**Input material:**
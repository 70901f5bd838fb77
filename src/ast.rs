// Abstract Syntax Tree definitions
// Produced by the parser, consumed by the compiler

use serde::{Deserialize, Serialize};

use crate::value::JValue;

/// AST Node types
///
/// Every node is a pure expression: the current input and variable bindings
/// flow in at evaluation time, nothing is stored on the node itself.
#[derive(Debug, Clone, PartialEq, Serialize, Deserialize)]
pub enum AstNode {
    /// `.`
    Identity,

    /// `..` (same as `recurse`)
    RecurseDefault,

    /// Number, string (without interpolation), `true`, `false`, `null`
    Literal(JValue),

    /// `$name`
    Variable(String),

    /// `$__loc__`
    Location { line: usize },

    /// `.foo`, `."foo"`, `.[expr]`, `base[expr]`
    Index {
        base: Box<AstNode>,
        index: Box<AstNode>,
    },

    /// `.[from:to]` with either bound optional
    Slice {
        base: Box<AstNode>,
        from: Option<Box<AstNode>>,
        to: Option<Box<AstNode>>,
    },

    /// `.[]`
    Iterate { base: Box<AstNode> },

    /// `expr?`
    Optional(Box<AstNode>),

    /// `lhs | rhs`
    Pipe { lhs: Box<AstNode>, rhs: Box<AstNode> },

    /// `lhs, rhs`
    Comma { lhs: Box<AstNode>, rhs: Box<AstNode> },

    /// `lhs // rhs`
    Alternative { lhs: Box<AstNode>, rhs: Box<AstNode> },

    /// Arithmetic, comparison and boolean operators
    Binary {
        op: BinaryOp,
        lhs: Box<AstNode>,
        rhs: Box<AstNode>,
    },

    /// `=`, `|=`, `+=`, ... `//=`
    Assign {
        op: AssignOp,
        lhs: Box<AstNode>,
        rhs: Box<AstNode>,
    },

    /// Unary minus
    Negate(Box<AstNode>),

    /// `[expr]` or `[]`
    Array(Option<Box<AstNode>>),

    /// `{k: v, ...}` with shorthand forms already expanded
    Object(Vec<(AstNode, AstNode)>),

    /// Builtin or user function call
    Function { name: String, args: Vec<AstNode> },

    /// `if c then t (elif c then t)* (else e)? end`
    If {
        branches: Vec<(AstNode, AstNode)>,
        otherwise: Option<Box<AstNode>>,
    },

    /// `try body (catch handler)?`
    Try {
        body: Box<AstNode>,
        handler: Option<Box<AstNode>>,
    },

    /// `reduce source as pattern (init; update)`
    Reduce {
        source: Box<AstNode>,
        pattern: Pattern,
        init: Box<AstNode>,
        update: Box<AstNode>,
    },

    /// `foreach source as pattern (init; update; extract?)`
    Foreach {
        source: Box<AstNode>,
        pattern: Pattern,
        init: Box<AstNode>,
        update: Box<AstNode>,
        extract: Option<Box<AstNode>>,
    },

    /// `source as pattern | body`
    Bind {
        source: Box<AstNode>,
        pattern: Pattern,
        body: Box<AstNode>,
    },

    /// `def name(params): body; rest`
    FuncDef { def: FuncDef, rest: Box<AstNode> },

    /// `label $name | body`
    Label { name: String, body: Box<AstNode> },

    /// `break $name`
    Break(String),

    /// Standalone `@name`
    Format(String),

    /// `"...\(expr)..."`, optionally prefixed by `@name`
    FormatString {
        format: Option<String>,
        parts: Vec<StringPart>,
    },
}

#[derive(Debug, Clone, PartialEq, Serialize, Deserialize)]
pub enum StringPart {
    Literal(String),
    Expr(AstNode),
}

/// Destructuring target of `as`, `reduce` and `foreach`.
#[derive(Debug, Clone, PartialEq, Serialize, Deserialize)]
pub enum Pattern {
    /// `$name`
    Variable(String),
    /// `[p1, p2, ...]`
    Array(Vec<Pattern>),
    /// `{key: p, $name, ...}`
    Object(Vec<ObjectPatternEntry>),
}

/// One entry of an object pattern.
///
/// `$name` gives `key = "name"` and `bind = Some("name")`; `$name: p` binds
/// both; `key: p`, `"key": p` and `(expr): p` only destructure.
#[derive(Debug, Clone, PartialEq, Serialize, Deserialize)]
pub struct ObjectPatternEntry {
    pub key: AstNode,
    pub bind: Option<String>,
    pub value: Option<Pattern>,
}

impl Pattern {
    /// Variable names bound by this pattern, in binding order.
    pub fn variables(&self) -> Vec<&str> {
        let mut out = Vec::new();
        self.collect_variables(&mut out);
        out
    }

    fn collect_variables<'a>(&'a self, out: &mut Vec<&'a str>) {
        match self {
            Pattern::Variable(name) => out.push(name),
            Pattern::Array(items) => items.iter().for_each(|p| p.collect_variables(out)),
            Pattern::Object(entries) => {
                for entry in entries {
                    if let Some(name) = &entry.bind {
                        out.push(name);
                    }
                    if let Some(p) = &entry.value {
                        p.collect_variables(out);
                    }
                }
            }
        }
    }
}

/// `def name(params): body;`
#[derive(Debug, Clone, PartialEq, Serialize, Deserialize)]
pub struct FuncDef {
    pub name: String,
    pub params: Vec<Param>,
    pub body: Box<AstNode>,
}

#[derive(Debug, Clone, PartialEq, Serialize, Deserialize)]
pub enum Param {
    /// `f`: a filter argument, evaluated lazily in the caller's scope
    Filter(String),
    /// `$x`: a value argument, bound once per output of the argument
    Value(String),
}

/// Binary operators
#[derive(Debug, Clone, Copy, PartialEq, Eq, Serialize, Deserialize)]
pub enum BinaryOp {
    Add,
    Subtract,
    Multiply,
    Divide,
    Modulo,
    Equal,
    NotEqual,
    LessThan,
    LessThanOrEqual,
    GreaterThan,
    GreaterThanOrEqual,
    And,
    Or,
}

impl BinaryOp {
    pub fn symbol(&self) -> &'static str {
        match self {
            BinaryOp::Add => "+",
            BinaryOp::Subtract => "-",
            BinaryOp::Multiply => "*",
            BinaryOp::Divide => "/",
            BinaryOp::Modulo => "%",
            BinaryOp::Equal => "==",
            BinaryOp::NotEqual => "!=",
            BinaryOp::LessThan => "<",
            BinaryOp::LessThanOrEqual => "<=",
            BinaryOp::GreaterThan => ">",
            BinaryOp::GreaterThanOrEqual => ">=",
            BinaryOp::And => "and",
            BinaryOp::Or => "or",
        }
    }
}

/// Update-assignment operators
#[derive(Debug, Clone, Copy, PartialEq, Eq, Serialize, Deserialize)]
pub enum AssignOp {
    /// `lhs = rhs`
    Set,
    /// `lhs |= f`
    Update,
    /// `lhs += rhs` and friends
    Arithmetic(BinaryOp),
    /// `lhs //= rhs`
    Alternative,
}

impl AstNode {
    pub fn literal(v: impl Into<JValue>) -> Self {
        AstNode::Literal(v.into())
    }

    pub fn variable(name: impl Into<String>) -> Self {
        AstNode::Variable(name.into())
    }

    /// `.name` applied to `base`
    pub fn field(base: AstNode, name: impl Into<String>) -> Self {
        AstNode::Index {
            base: Box::new(base),
            index: Box::new(AstNode::Literal(JValue::string(name.into()))),
        }
    }

    pub fn pipe(lhs: AstNode, rhs: AstNode) -> Self {
        AstNode::Pipe {
            lhs: Box::new(lhs),
            rhs: Box::new(rhs),
        }
    }

    pub fn call(name: impl Into<String>, args: Vec<AstNode>) -> Self {
        AstNode::Function {
            name: name.into(),
            args,
        }
    }
}

#[cfg(test)]
mod tests {
    use super::*;

    #[test]
    fn test_ast_node_creation() {
        assert_eq!(AstNode::literal(1.0), AstNode::Literal(JValue::Number(1.0)));
        match AstNode::field(AstNode::Identity, "a") {
            AstNode::Index { base, index } => {
                assert_eq!(*base, AstNode::Identity);
                assert_eq!(*index, AstNode::literal("a"));
            }
            other => panic!("expected index, got {:?}", other),
        }
    }

    #[test]
    fn test_pattern_variables() {
        let pattern = Pattern::Array(vec![
            Pattern::Variable("a".into()),
            Pattern::Object(vec![ObjectPatternEntry {
                key: AstNode::literal("b"),
                bind: Some("b".into()),
                value: Some(Pattern::Variable("c".into())),
            }]),
        ]);
        assert_eq!(pattern.variables(), vec!["a", "b", "c"]);
    }

    #[test]
    fn test_ast_serializes() {
        let ast = AstNode::pipe(AstNode::Identity, AstNode::call("length", vec![]));
        let json = serde_json::to_string(&ast).unwrap();
        assert!(json.contains("length"));
    }
}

**How to complete this task:**
Print, please, the lines from the first line of the material through the line that contains "the node itself.", exactly as written and with nothing added.

**Worked solution:**
repository 70901f5bd838fb77
filename src/ast.rs
// Abstract Syntax Tree definitions
// Produced by the parser, consumed by the compiler

use serde::{Deserialize, Serialize};

use crate::value::JValue;

/// AST Node types
///
/// Every node is a pure expression: the current input and variable bindings
/// flow in at evaluation time, nothing is stored on the node itself.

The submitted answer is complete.